In the second section of our text from Matthew, however, it sounds as if Jesus is telling his followers that they should become compulsive followers of the Law, outdoing even the scribes and Pharisees in their righteousness. He goes so far as to say that “whoever breaks one of the least of these commandments, and teaches others to do the same, will be called least in the kingdom of heaven.” This sounds like a new legalism, not the presence of salt and light in the world. How are we to understand this surprising and unexpected teaching of Jesus?
Our son Gordon loves games. These are not the kind of games you buy in Toys R Us.
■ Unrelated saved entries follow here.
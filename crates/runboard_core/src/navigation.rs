use std::sync::Mutex;

use url::Url;

use crate::observers::{lock, Observers, Subscription};

/// Callback invoked with the new fragment text (no leading `#`).
pub type FragmentHandler = Box<dyn Fn(&str) + Send + Sync>;

/// Source of the page address fragment and its change notifications.
pub trait NavigationSource: Send + Sync {
    /// Current fragment text, without the leading `#`.
    fn fragment(&self) -> String;

    /// Navigates to `fragment`. Change handlers fire only if the fragment
    /// actually differs from the current one.
    fn set_fragment(&self, fragment: &str);

    /// Registers a handler for fragment changes, released when the returned
    /// subscription is dropped.
    fn on_change(&self, handler: FragmentHandler) -> Subscription;
}

#[derive(Debug)]
struct History {
    entries: Vec<Url>,
    index: usize,
}

impl History {
    fn current(&self) -> &Url {
        &self.entries[self.index]
    }
}

/// In-process page address with back/forward history.
///
/// Fragment text is whatever [`Url`] exposes after normalization, so
/// characters that are not valid in a fragment come back percent-encoded.
pub struct MemoryNavigation {
    history: Mutex<History>,
    observers: Observers<String>,
}

impl MemoryNavigation {
    pub fn new(url: Url) -> Self {
        Self {
            history: Mutex::new(History {
                entries: vec![url],
                index: 0,
            }),
            observers: Observers::new(),
        }
    }

    pub fn parse(link: &str) -> Result<Self, url::ParseError> {
        Url::parse(link).map(Self::new)
    }

    pub fn url(&self) -> Url {
        lock(&self.history).current().clone()
    }

    /// Fragment including the leading `#`, or empty when there is none.
    pub fn hash(&self) -> String {
        match fragment_of(lock(&self.history).current()) {
            fragment if fragment.is_empty() => String::new(),
            fragment => format!("#{fragment}"),
        }
    }

    /// Steps one entry back. Returns false at the start of history.
    pub fn back(&self) -> bool {
        self.step(|index, _| index.checked_sub(1))
    }

    /// Steps one entry forward. Returns false at the end of history.
    pub fn forward(&self) -> bool {
        self.step(|index, len| (index + 1 < len).then_some(index + 1))
    }

    pub fn history_len(&self) -> usize {
        lock(&self.history).entries.len()
    }

    fn step(&self, next: impl FnOnce(usize, usize) -> Option<usize>) -> bool {
        let moved = {
            let mut history = lock(&self.history);
            match next(history.index, history.entries.len()) {
                Some(index) => {
                    let before = fragment_of(history.current());
                    history.index = index;
                    let after = fragment_of(history.current());
                    if before != after {
                        self.observers.enqueue(after);
                    }
                    true
                }
                None => false,
            }
        };
        self.observers.flush();
        moved
    }
}

impl NavigationSource for MemoryNavigation {
    fn fragment(&self) -> String {
        fragment_of(lock(&self.history).current())
    }

    fn set_fragment(&self, fragment: &str) {
        {
            let mut history = lock(&self.history);
            let mut next = history.current().clone();
            next.set_fragment(Some(fragment));
            let after = fragment_of(&next);
            if after != fragment_of(history.current()) {
                let keep = history.index + 1;
                history.entries.truncate(keep);
                history.entries.push(next);
                history.index = keep;
                self.observers.enqueue(after);
            }
        }
        self.observers.flush();
    }

    fn on_change(&self, handler: FragmentHandler) -> Subscription {
        self.observers
            .subscribe(move |fragment: &String| handler(fragment.as_str()))
    }
}

fn fragment_of(url: &Url) -> String {
    url.fragment().unwrap_or_default().to_string()
}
These are the sorts of games that are sold in Barnes and Noble. I think that’s because there are so many rules that there is literally a book of instructions with every game. The rules form the parameters within which you build civilizations or wage wars or explore worlds unknown. Gordon is the only one who understands all of the rules in his games, in part because he is the only one who can be bothered to read and remember everything in the rule books.
There are rules for everything. Even keeping track of how many different things you have to do in a single turn is beyond most of the rest of us. Gordon patiently explains the rules at every juncture, correcting us when necessary. Not surprisingly, he almost always wins these games. Sometimes that’s because the rest of us give up and go off to do something else. But most of the time it’s because he is really the only one who truly understands the nature of the game. The purpose and the spirit of the rules make sense to him, and he seems to follow them intuitively.
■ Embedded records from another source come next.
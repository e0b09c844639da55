use std::sync::Arc;

use client_logging::{client_debug, client_warn, NAV_TARGET};

use crate::fragment::{decode_fragment, encode_fragment};
use crate::navigation::NavigationSource;
use crate::observers::Subscription;
use crate::selection::{Applied, Selection, SelectionStore};

/// Keeps the address fragment and a [`SelectionStore`] consistent.
///
/// The fragment is the source of truth for navigation. [`HashSync::select`]
/// only writes the fragment; the store is updated by the same change handler
/// that serves external navigation, so one navigation yields one store write.
/// Each received fragment is stamped with a generation drawn from the store,
/// and the store rejects writes older than the newest it has accepted.
///
/// Dropping the synchronizer releases its fragment listener.
pub struct HashSync {
    inner: Arc<SyncInner>,
    listener: Subscription,
}

struct SyncInner {
    store: SelectionStore,
    navigation: Arc<dyn NavigationSource>,
}

impl HashSync {
    /// Seeds `store` from the current fragment and starts listening for changes.
    pub fn attach(store: SelectionStore, navigation: Arc<dyn NavigationSource>) -> Self {
        let inner = Arc::new(SyncInner { store, navigation });

        let initial = inner.navigation.fragment();
        client_debug!(target: NAV_TARGET, "initial fragment {initial:?}");
        inner.receive(&initial);

        let weak = Arc::downgrade(&inner);
        let listener = inner
            .navigation
            .on_change(Box::new(move |fragment: &str| {
                if let Some(inner) = weak.upgrade() {
                    inner.receive(fragment);
                }
            }));

        Self { inner, listener }
    }

    /// Navigates to `next` by rewriting the fragment.
    pub fn select(&self, next: &Selection) {
        let fragment = encode_fragment(next);
        client_debug!(target: NAV_TARGET, "select -> {fragment:?}");
        self.inner.navigation.set_fragment(&fragment);
    }

    pub fn store(&self) -> &SelectionStore {
        &self.inner.store
    }

    pub fn current(&self) -> Selection {
        self.inner.store.get()
    }

    /// Stops listening for fragment changes.
    pub fn teardown(self) {
        self.listener.unsubscribe();
    }
}

impl SyncInner {
    fn receive(&self, fragment: &str) {
        let generation = self.store.next_generation();
        self.apply(generation, decode_fragment(fragment));
    }

    fn apply(&self, generation: u64, selection: Selection) -> Applied {
        let applied = self.store.apply(generation, selection);
        match applied {
            Applied::Stale => {
                client_warn!(target: NAV_TARGET, "discarded stale fragment decode #{generation}");
            }
            Applied::Changed | Applied::Unchanged => {
                client_debug!(target: NAV_TARGET, "fragment decode #{generation}: {applied:?}");
            }
        }
        applied
    }
}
I think that this is how Jesus understood the Law and the prophets. Yes, there are a lot of rules. The scribes and Pharisees knew all of them. But they didn’t fully understand the ‘game,’ just as Isaiah saw that Israel didn’t understand the necessary connection between worship and their way of life in the world. In order to be salt and light you need to live in and act out of a relationship with God that cannot be reduced to a book full of rules, but which nonetheless is given shape and direction by those rules.
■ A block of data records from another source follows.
#![deny(missing_docs)]
//! Shared logging utilities for the runboard workspace.
//!
//! This crate provides the `client_*` logging macros used across the codebase
//! and a minimal test initializer for the global logger. The macros route
//! through the re-exported `log` facade, so callers do not need their own
//! `log` dependency.

#[doc(hidden)]
pub use log;

/// Target used for messages emitted by the job poller.
pub const POLL_TARGET: &str = "runboard::poll";

/// Target used for messages emitted by fragment synchronization.
pub const NAV_TARGET: &str = "runboard::nav";

/// Logs a trace-level message using the global logging facade.
#[macro_export]
macro_rules! client_trace {
    ($($arg:tt)*) => {{
        $crate::log::trace!($($arg)*);
    }};
}

/// Logs an info-level message using the global logging facade.
#[macro_export]
macro_rules! client_info {
    ($($arg:tt)*) => {{
        $crate::log::info!($($arg)*);
    }};
}

/// Logs a debug-level message using the global logging facade.
#[macro_export]
macro_rules! client_debug {
    ($($arg:tt)*) => {{
        $crate::log::debug!($($arg)*);
    }};
}

/// Logs a warn-level message using the global logging facade.
#[macro_export]
macro_rules! client_warn {
    ($($arg:tt)*) => {{
        $crate::log::warn!($($arg)*);
    }};
}

/// Logs an error-level message using the global logging facade.
#[macro_export]
macro_rules! client_error {
    ($($arg:tt)*) => {{
        $crate::log::error!($($arg)*);
    }};
}

/// Initializes a simple terminal logger for use in unit tests.
///
/// This safely no-ops if another logger has already been initialized.
pub fn initialize_for_tests() {
    use simplelog::{ColorChoice, CombinedLogger, Config, TermLogger, TerminalMode};

    // Use debug level in debug builds, info in release builds.
    let level = if cfg!(debug_assertions) {
        log::LevelFilter::Debug
    } else {
        log::LevelFilter::Info
    };

    // Ignore the error if a logger was already set by another test.
    let _ = CombinedLogger::init(vec![TermLogger::new(
        level,
        Config::default(),
        TerminalMode::Mixed,
        ColorChoice::Auto,
    )]);
}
When we as Christians are living in Christ, who is himself the fulfillment of the Law and the prophets, then we have an intuitive sense of what will please God and what will provide salt and light for the world. It’s not just about following the rule book. It’s about living in the game, or more precisely, living in Christ and thereby becoming salt and light for the world. That is how our righteousness can exceed that of the scribes and the Pharisees, because then our righteousness is a sharing in Christ’s righteousness and a sharing in the relationship that Jesus has with his Father.
So let this be a warning to you. Beware the dangers of a low salt diet. We are all meant to be Salty Joes. We are people who worship and people who act in the world, people who make a difference. We are salt and light because we are living in Christ. We don’t just follow the rules; we understand the rules of relationship with God. Jesus taught us that loving both God and our neighbor is the essence of those rules. When we intuitively understand that, as the Holy Spirit leads us into both worship and service, then we will be the salt of the earth and the light of the world. So, how are you going to be a Salty Joe in your family, in the church, in our community, and in the world? This is an important question for you, because as a Christian you are the salt of the earth.